De mon observatoire : Jean-Baptiste Élias, le Patriote ou le futé?

À la tête du Comité de pilotage de l’audit du fichier électoral au Bénin, depuis quelques semaines, avec autour de lui cinq (5) autres membres, à savoir trois (3) de ses pairs de la société civile ; un (1) représentant de l’opposition et un (1) autre membre représentant les partis politiques de la mouvance (ce dernier se faisant toujours desirer), Jean-Baptiste Élias renonce à la rémunération liée à sa fonction. Et ce, sur toute la durée de l’opération. Urbi et orbi, il a clamé qu’il s’engage à assumer cette mission républicaine gratuitement, c’est-à-dire “bénévolement” pour emprunter son expression.

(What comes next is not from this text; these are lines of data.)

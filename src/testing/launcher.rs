//! Simulation process launching
//!
//! The runner talks to a [`Launcher`] so tests can stand in for the
//! real simulation executable.

use std::fs::File;
use std::path::{Path, PathBuf};
use std::process::Stdio;
use std::time::Duration;

use async_trait::async_trait;
use tokio::process::Command;

use crate::common::{Error, Result};

/// A fully resolved simulation command
#[derive(Debug, Clone)]
pub struct Invocation {
    pub program: PathBuf,
    pub args: Vec<String>,
    pub work_dir: PathBuf,
    /// Kill the process after this long
    pub timeout: Option<Duration>,
}

impl Invocation {
    /// Command line as a display string
    pub fn command_line(&self) -> String {
        std::iter::once(self.program.display().to_string())
            .chain(self.args.iter().cloned())
            .collect::<Vec<_>>()
            .join(" ")
    }
}

/// How the simulation process ended
#[derive(Debug, Clone, Copy, PartialEq, Eq)]
pub enum ProcessExit {
    /// Exited normally with a code
    Exited(i32),
    /// Terminated without an exit code
    Signaled,
    /// Killed after the timeout elapsed
    TimedOut,
}

/// Runs a simulation with its combined output written to a log file
#[async_trait]
pub trait Launcher: Send + Sync {
    /// Run `invocation` to completion, writing stdout and stderr to `log_path`
    async fn launch(&self, invocation: &Invocation, log_path: &Path) -> Result<ProcessExit>;
}

/// Launches the simulation as a child process
#[derive(Debug, Default, Clone, Copy)]
pub struct ProcessLauncher;

#[async_trait]
impl Launcher for ProcessLauncher {
    async fn launch(&self, invocation: &Invocation, log_path: &Path) -> Result<ProcessExit> {
        let log = File::create(log_path).map_err(|e| Error::file_write(log_path, e))?;
        let log_err = log.try_clone()?;

        let program = resolve_program(&invocation.program, &invocation.work_dir)?;

        let mut child = Command::new(&program)
            .args(&invocation.args)
            .current_dir(&invocation.work_dir)
            .stdin(Stdio::null())
            .stdout(Stdio::from(log))
            .stderr(Stdio::from(log_err))
            .kill_on_drop(true)
            .spawn()
            .map_err(|e| Error::LaunchFailed {
                program: program.display().to_string(),
                error: e.to_string(),
            })?;

        tracing::debug!(
            pid = child.id(),
            program = %program.display(),
            "Simulation started"
        );

        let status = match invocation.timeout {
            Some(limit) => match tokio::time::timeout(limit, child.wait()).await {
                Ok(status) => status?,
                Err(_) => {
                    tracing::warn!(
                        timeout_secs = limit.as_secs(),
                        "Simulation timed out, killing it"
                    );
                    if let Err(e) = child.kill().await {
                        tracing::warn!("Failed to kill simulation: {}", e);
                    }
                    return Ok(ProcessExit::TimedOut);
                }
            },
            None => child.wait().await?,
        };

        tracing::debug!(?status, "Simulation finished");

        Ok(match status.code() {
            Some(code) => ProcessExit::Exited(code),
            None => ProcessExit::Signaled,
        })
    }
}

/// Resolve the executable the way a shell would from `work_dir`
///
/// Paths with a directory component are taken relative to `work_dir`;
/// bare names are searched on `PATH`.
pub fn resolve_program(program: &Path, work_dir: &Path) -> Result<PathBuf> {
    which::which_in(program, std::env::var_os("PATH"), work_dir).map_err(|_| {
        Error::ExecutableNotFound {
            program: program.display().to_string(),
            dir: work_dir.display().to_string(),
        }
    })
}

C’est une option qu’a faite l’ancien président de l’Autorité nationale de lutte contre la corruption (Anlc) et président du Front des organisations nationales contre la corruption (Fonac), pendant que, réglementairement, ses autres collègues au sein du Comité de pilotage de l’audit du fichier électoral doivent émarger chacun, au quotidien, un forfait de 45.000FCfa en plus des frais individuels de communication (appels téléphoniques) chiffrés globalement à 300.000 FCfa. “J’ai écrit au ministre de la Justice et de la Législation pour lui dire que, pour mon pays, je décide de ne prendre aucun franc pour le travail que je vais faire pendant toute la durée”, a déclaré Jean-Baptiste Élias, arguant que cette décision relève d’un sens de patriotisme et de reconnaissance envers son pays.

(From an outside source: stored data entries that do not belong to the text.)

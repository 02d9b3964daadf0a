//! Logging and tracing configuration
//!
//! Diagnostics go to stderr so that stdout carries only the report and
//! the echoed simulation logs.

use tracing_subscriber::{fmt, layer::SubscriberExt, util::SubscriberInitExt, EnvFilter};

/// Initialize tracing for the CLI (stderr logging)
///
/// Logs are controlled by the `RUST_LOG` environment variable.
/// Default level is INFO for this crate (DEBUG with `--verbose`), WARN for
/// dependencies.
pub fn init_cli(verbose: bool) {
    let filter = EnvFilter::try_from_default_env().unwrap_or_else(|_| {
        if verbose {
            EnvFilter::new("sim_regress=debug,warn")
        } else {
            EnvFilter::new("sim_regress=info,warn")
        }
    });

    tracing_subscriber::registry()
        .with(filter)
        .with(
            fmt::layer()
                .with_writer(std::io::stderr)
                .with_target(verbose)
                .with_thread_ids(false)
                .with_file(false)
                .with_line_number(false)
                .compact(),
        )
        .init();
}
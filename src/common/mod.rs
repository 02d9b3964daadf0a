//! Common utilities shared by the CLI and the scenario runner

pub mod config;
pub mod error;
pub mod logging;
pub mod paths;

pub use error::{Error, Result};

Bis repetita donc pour le président du Comité de pilotage de l’audit du fichier électoral. En effet, un peu comme pour dire “calmos, ce n’est pas ma première fois ” à ceux qui seraient surpris ou étonnés par une telle décision, Jean-Baptiste Élias rappelle que pour le même exercice pratiquement en 2022, veille des législatives de 2023, sous le même pouvoir de Patrice Talon, il avait fait pareil. Et par souci de transparence dans la gestion des près de 160 millions de FCfa mis à la disposition du Comité par le gouvernement, la figure bien connue de la société civile béninoise est allée dans les moindres détails quant à la répartition du fonds suivant les lignes prévues, y compris le montant réservé aux imprévus.
Jean-Baptiste Élias, le Patriote, qui fait don de sa personne au service de la République. Quelle exemplarité ! Dans un monde de cupidité ou d’ avidité à l’argent, cet exemple de patriotisme ou le modèle Jean-Baptiste Élias doit être amplifié et enseigné. Cependant, derrière ce renoncement, derechef, à ce dont il a normalement droit, n’y-a-t-il pas des non-dits?
Aussi futé que ce Jean-Baptiste Élias
Même si les médias n’en parlent pas assez ou le débat n’est pas focalisé là-dessus dans l’opinion, la décision prise par Jean-Baptiste Élias, deux fois de suite, de ne pas toucher à de tels fonds mérite qu’on s’y attarde. Non pas superficiellement mais avec du recul. En faisant ce choix, le président du Comité de pilotage de l’audit du fichier électoral n’est-il pas plutôt en train de s’éviter de probables pièges et ennuis judiciaires ? Jean-Baptiste Élias, qu’on ne se leurre point, est une grande gueule, un critique et donneur de leçon de bonne gouvernance et de transparence. D’aucuns le désigneraient par monsieur anticorruption. N’est-ce pas qu’il se montre là précautionneux et anticipateur?
Il s’agit quand même de la gestion du fonds public, un terrain très gluant et glissant. Le président du Fonac sait qui il est, et nul doute qu’il sait, par expérience, qu’il doit ménager sa monture, marcher sur des œufs s’il veut voyager loin. Sinon pourquoi n’ecrit-il pas au ministre d’État chargé de l’économie et des finances, censé décaisser l’argent sur instruction du chef de l’État, et s’est plutôt tourné vers le ministre de la justice pour lui notifier le bénévolat ? Aussi futé que ce Jean-Baptiste Élias… Il ne veut pas toucher aux beignets tentants de peur qu’on ne lui détecte possiblement des taches d’huile aux doigts. Ce n’est pas pour rien qu’il a prévu, pour tout sécuriser et s’en laver bien les mains, de recruter, entre autres,, un Agent expert en passation des marchés publics, un Agent comptable spécialisé dans la gestion des fonds publics et un Agent de contrôle financier “expert en la matière”.